Only lines with the word "StdRng" belong in the answer; copy them from the records below.

■ **Source records**:
* * * * * * *

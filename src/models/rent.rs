//! Rental form data for a single umbrella

use serde::{Deserialize, Serialize};

use super::store::StoreId;

/// Umbrella identity, as encoded in the QR code on the umbrella
pub type UmbrellaId = i64;

/// What the rental form shows before the user confirms a rental
#[derive(Debug, Clone, PartialEq, Eq, Serialize, Deserialize)]
#[serde(rename_all = "camelCase")]
pub struct RentFormData {
    /// District of the store currently holding the umbrella
    pub classification_name: String,
    pub rent_store_name: String,
    /// Number printed on the umbrella
    pub umbrella_uuid: i64,
    /// Store the rental is recorded against
    pub store_meta_id: StoreId,
}

#[cfg(test)]
mod tests {
    use super::*;

    #[test]
    fn test_backend_payload() {
        let form: RentFormData = serde_json::from_str(
            r#"{"classificationName":"Sinchon","rentStoreName":"Yonsei Gate","umbrellaUuid":31,"storeMetaId":11}"#,
        )
        .unwrap();
        assert_eq!(form.rent_store_name, "Yonsei Gate");
        assert_eq!(form.umbrella_uuid, 31);
        assert_eq!(form.store_meta_id, 11);
    }
}
//! Default store selection
//!
//! Picks the store that is highlighted before the user clicks anything: the
//! nearest one when the user's position is known, otherwise a random one so
//! that users without geolocation still land somewhere in the district.

use rand::rngs::StdRng;
use rand::{RngExt, SeedableRng};
use tracing::debug;

use crate::geo::{GeoPoint, distance};
use crate::models::{Store, StoreId};

/// Source of randomness for the no-position fallback
pub trait RandomSource {
    /// Return an index in `0..len`. Only called with `len > 0`.
    fn pick_index(&mut self, len: usize) -> usize;
}

/// Thread-local generator, used by the service
#[derive(Debug, Default, Clone, Copy)]
pub struct ThreadRandom;

impl RandomSource for ThreadRandom {
    fn pick_index(&mut self, len: usize) -> usize {
        rand::rng().random_range(0..len)
    }
}

/// Seeded generator for reproducible runs
#[derive(Debug)]
pub struct SeededRandom {
    rng: StdRng,
}

impl SeededRandom {
    #[must_use]
    pub fn new(seed: u64) -> Self {
        Self {
            rng: StdRng::seed_from_u64(seed),
        }
    }
}

impl RandomSource for SeededRandom {
    fn pick_index(&mut self, len: usize) -> usize {
        self.rng.random_range(0..len)
    }
}

/// Replays a fixed sequence of picks (wrapped into range), cycling when exhausted
#[derive(Debug, Clone)]
pub struct SequenceRandom {
    picks: Vec<usize>,
    next: usize,
}

impl SequenceRandom {
    #[must_use]
    pub fn new(picks: Vec<usize>) -> Self {
        Self { picks, next: 0 }
    }
}

impl RandomSource for SequenceRandom {
    fn pick_index(&mut self, len: usize) -> usize {
        if self.picks.is_empty() {
            return 0;
        }
        let pick = self.picks[self.next % self.picks.len()];
        self.next += 1;
        pick % len
    }
}

impl<R: RandomSource + ?Sized> RandomSource for &mut R {
    fn pick_index(&mut self, len: usize) -> usize {
        (**self).pick_index(len)
    }
}

/// Nearest store to `position` and its distance in km.
///
/// Ties keep the store that comes first in `stores`. Records whose distance
/// is not a number rank last.
#[must_use]
pub fn nearest_store(position: GeoPoint, stores: &[Store]) -> Option<(&Store, f64)> {
    let mut best: Option<(&Store, f64)> = None;

    for store in stores {
        let d = store_distance(position, store);
        match best {
            Some((_, best_d)) if d >= best_d => {}
            _ => best = Some((store, d)),
        }
    }

    best
}

/// Stores ordered by distance from `position`; equal distances keep input order
#[must_use]
pub fn stores_by_distance(position: GeoPoint, stores: &[Store]) -> Vec<(&Store, f64)> {
    let mut ranked: Vec<(&Store, f64)> = stores
        .iter()
        .map(|store| (store, store_distance(position, store)))
        .collect();
    ranked.sort_by(|a, b| a.1.total_cmp(&b.1));
    ranked
}

/// Choose the store to highlight by default.
///
/// Returns `None` only for an empty list. With a position the nearest store
/// wins; without one a store is drawn uniformly from `rng`.
pub fn select_default_store<R: RandomSource + ?Sized>(
    position: Option<GeoPoint>,
    stores: &[Store],
    rng: &mut R,
) -> Option<StoreId> {
    if stores.is_empty() {
        return None;
    }

    match position {
        Some(position) => {
            let (store, km) = nearest_store(position, stores)?;
            debug!(
                "Selected nearest store {} ({}) at {:.3}km from {}",
                store.id, store.name, km, position
            );
            Some(store.id)
        }
        None => {
            let index = rng.pick_index(stores.len()).min(stores.len() - 1);
            let store = &stores[index];
            debug!(
                "No position available, selected random store {} ({})",
                store.id, store.name
            );
            Some(store.id)
        }
    }
}

fn store_distance(position: GeoPoint, store: &Store) -> f64 {
    let d = distance(position, store.position());
    if d.is_nan() { f64::INFINITY } else { d }
}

* * * * * * *

■ **Finished exercise**:
use rand::rngs::StdRng;
    rng: StdRng,
            rng: StdRng::seed_from_u64(seed),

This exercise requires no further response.